When it comes to high-speed Internet in the GLOW region, supply is struggling to meet demand.
Internet providers have tried to expand broadband technology throughout the region. But they have encountered some obstacles that have prevented them from achieving their goals.
One problem was a fee that the state charged these companies. Companies had to pay a tax on every foot of fiber-optic cable they built along state-controlled highways. Oddly enough, this fee was not assessed for phone, sewer, or water lines.
Lawmakers included this in the 2019-2020 state budget; met with serious opposition. On this page, we repeatedly argued that the tax interfered with the state’s plan to expand high-speed Internet and should be repealed immediately.
In her budget proposal this year, Governor Kathleen C. Hochul requested a fee waiver for state-funded work. While this approach would help to some extent, it was still not enough. The tax had to be eliminated entirely.
Fortunately, Albany legislators finally saw the light. As part of the 2022-2023 state budget, they repealed the tax entirely. This will help the effort to ensure that all areas of the state have access to broadband Internet.
“We appreciate the efforts of state legislators working with the New York State Association of Counties staff to advocate on behalf of counties for the repeal of these unnecessary fees and costs on broadband projects,” said County Administrator Livingston County, Ian Coyle.
Livingston County is working with Empire Access on a USDA ReConnect grant that will expand broadband infrastructure to more than 1,000 underserved and underserved addresses in the county.
“Removing this onerous tax,” Coyle said, “will save county taxpayers approximately $50,000 per year.”
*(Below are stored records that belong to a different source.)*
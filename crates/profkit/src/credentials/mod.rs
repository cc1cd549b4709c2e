//! Credential checking against a salted password store
//!
//! A [`Checker`] owns its store and its [`PasswordEncoder`]; nothing is
//! process-global. An unknown user is an ordinary `Ok(None)` / `Ok(false)`
//! outcome, while store failures surface as errors.

mod scheme;
mod sha512_crypt;
mod sqlite;

pub use scheme::{DEFAULT_SALT, PasswordEncoder, PasswordScheme, encode};
pub use sha512_crypt::{CryptError, ROUNDS_DEFAULT, ROUNDS_MAX, ROUNDS_MIN, sha512_crypt};
pub use sqlite::SqliteStore;

use crate::error::{Error, Result};
use std::collections::HashMap;

/// Users written by `profkit seed`
pub const DEMO_USERS: &[(&str, &str)] = &[("daffy", "rabbit season")];

/// Lookup of encoded passwords by exact user name
pub trait CredentialStore {
    /// Stored encoded password for `user`, or `None` if there is no such user
    fn lookup(&self, user: &str) -> Result<Option<String>>;
}

impl<S: CredentialStore + ?Sized> CredentialStore for &S {
    fn lookup(&self, user: &str) -> Result<Option<String>> {
        (**self).lookup(user)
    }
}

/// In-memory store, used by tests and benchmarks
#[derive(Debug, Default, Clone)]
pub struct MemoryStore {
    users: HashMap<String, String>,
}

impl MemoryStore {
    pub fn new() -> Self {
        Self::default()
    }

    /// Add a record. Records are immutable, so an existing user is an error.
    pub fn insert(&mut self, user: &str, encoded: &str) -> Result<()> {
        if self.users.contains_key(user) {
            return Err(Error::DuplicateUser(user.to_string()));
        }
        self.users.insert(user.to_string(), encoded.to_string());
        Ok(())
    }

    pub fn len(&self) -> usize {
        self.users.len()
    }

    pub fn is_empty(&self) -> bool {
        self.users.is_empty()
    }
}

impl CredentialStore for MemoryStore {
    fn lookup(&self, user: &str) -> Result<Option<String>> {
        Ok(self.users.get(user).cloned())
    }
}

/// Verifies login attempts against a store
pub struct Checker<S> {
    store: S,
    encoder: PasswordEncoder,
}

impl<S: CredentialStore> Checker<S> {
    pub fn new(store: S, encoder: PasswordEncoder) -> Self {
        Self { store, encoder }
    }

    pub fn store(&self) -> &S {
        &self.store
    }

    pub fn encoder(&self) -> &PasswordEncoder {
        &self.encoder
    }

    /// Stored encoded password for `user`
    pub fn lookup(&self, user: &str) -> Result<Option<String>> {
        self.store.lookup(user)
    }

    /// Encode a plaintext password with the configured scheme and salt
    pub fn encode(&self, plaintext: &str) -> Result<String> {
        Ok(self.encoder.encode(plaintext)?)
    }

    /// True if `plaintext` encodes to the stored password for `user`.
    /// Unknown users are rejected without encoding anything.
    pub fn verify(&self, user: &str, plaintext: &str) -> Result<bool> {
        let Some(stored) = self.lookup(user)? else {
            return Ok(false);
        };
        Ok(self.encode(plaintext)? == stored)
    }
}

/// Encode and insert every demo user
pub fn seed_demo_users(store: &SqliteStore, encoder: &PasswordEncoder) -> Result<usize> {
    for (user, password) in DEMO_USERS {
        store.insert(user, &encoder.encode(password)?)?;
        tracing::debug!(user, scheme = %encoder.scheme(), "seeded user");
    }
    Ok(DEMO_USERS.len())
}

#[cfg(test)]
mod tests {
    use super::*;

    fn checker(scheme: PasswordScheme) -> Checker<MemoryStore> {
        let encoder = PasswordEncoder::new(scheme, DEFAULT_SALT);
        let mut store = MemoryStore::new();
        store
            .insert("daffy", &encoder.encode("rabbit season").unwrap())
            .unwrap();
        Checker::new(store, encoder)
    }

    #[test]
    fn test_verify_matching_password() {
        for scheme in [PasswordScheme::Sha512Crypt, PasswordScheme::Sha256] {
            assert!(checker(scheme).verify("daffy", "rabbit season").unwrap());
        }
    }

    #[test]
    fn test_verify_wrong_password() {
        let checker = checker(PasswordScheme::Sha256);
        assert!(!checker.verify("daffy", "duck season").unwrap());
    }

    #[test]
    fn test_verify_unknown_user_is_false() {
        let checker = checker(PasswordScheme::Sha256);
        assert!(!checker.verify("tweety", "puddy tat").unwrap());
        assert!(!checker.verify("tweety", "rabbit season").unwrap());
        assert_eq!(checker.lookup("tweety").unwrap(), None);
    }

    #[test]
    fn test_verify_agrees_with_encode() {
        let checker = checker(PasswordScheme::Sha512Crypt);
        let stored = checker.lookup("daffy").unwrap().unwrap();
        for password in ["rabbit season", "duck season", ""] {
            assert_eq!(
                checker.verify("daffy", password).unwrap(),
                checker.encode(password).unwrap() == stored
            );
        }
    }

    #[test]
    fn test_verify_under_other_salt_fails() {
        let checker = checker(PasswordScheme::Sha256);
        let other = Checker::new(
            checker.store().clone(),
            PasswordEncoder::new(PasswordScheme::Sha256, "$6$someOtherSalt"),
        );
        assert!(!other.verify("daffy", "rabbit season").unwrap());
    }

    #[test]
    fn test_memory_store_rejects_duplicate() {
        let mut store = MemoryStore::new();
        store.insert("daffy", "x").unwrap();
        assert!(matches!(
            store.insert("daffy", "y"),
            Err(Error::DuplicateUser(_))
        ));
        assert_eq!(store.lookup("daffy").unwrap().as_deref(), Some("x"));
    }

    struct OfflineStore;

    impl CredentialStore for OfflineStore {
        fn lookup(&self, _user: &str) -> Result<Option<String>> {
            Err(Error::Io(std::io::Error::other("store offline")))
        }
    }

    #[test]
    fn test_store_failure_reaches_caller() {
        let checker = Checker::new(OfflineStore, PasswordEncoder::default());
        // Known and unknown users alike: a failed lookup is never a rejection
        for (user, password) in [("daffy", "rabbit season"), ("tweety", "puddy tat")] {
            assert!(matches!(
                checker.verify(user, password),
                Err(Error::Io(e)) if e.to_string() == "store offline"
            ));
        }
        assert!(matches!(checker.lookup("daffy"), Err(Error::Io(_))));
    }

    #[test]
    fn test_store_by_reference() {
        let checker = checker(PasswordScheme::Sha256);
        let borrowed = Checker::new(checker.store(), checker.encoder().clone());
        assert!(borrowed.verify("daffy", "rabbit season").unwrap());
    }
}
The state Department of Transportation began charging fees to fiber optic linemen who build lines in a state-controlled highway right-of-way after the 2019-20 state budget included language that enacted a tax of right of way or a fee for use and occupancy. The DOT had required installers to enter annual fee permits to charge corporations per foot, per cable, for the fiber optic lines they own.
The North Country Development Authority, for example, must pay about $2,000 per mile of fiber it has installed. The fee totals $1.6 million for the 830 miles of fiber DANC owns along DOT’s state routes. This represents a quarter of the DANC fiber network’s projected annual revenue, according to an Oct. 14, 2021, article in the Watertown Daily Times.
DANC officials said the fees are essentially a tax on state grant money, as the DANC network has been built largely on state grant money.”
Now that the fee has been repealed, Internet providers must improve measures to expand high-speed Internet.
The state laid out an ambitious plan to see more people, particularly those in rural areas, get broadband internet. Businesses are mandated to continue this work, and now they no longer need to worry about the excessive costs imposed on them by this tax. The state has also instituted new grant programs that require a total investment for broadband initiatives of $1.445 billion, including $1.145 billion in federal funds.
The novel coronavirus pandemic that began two years ago resulted in even greater reliance on the Internet. The need to observe security protocols led to increased use of these services. People bought groceries online; their children received instructions in the classroom via the Internet; and people made use of telehealth services.
We applaud everyone who worked to get this tax repealed. It shows that grassroots activism is alive and well, a fact that offers us all a much brighter future.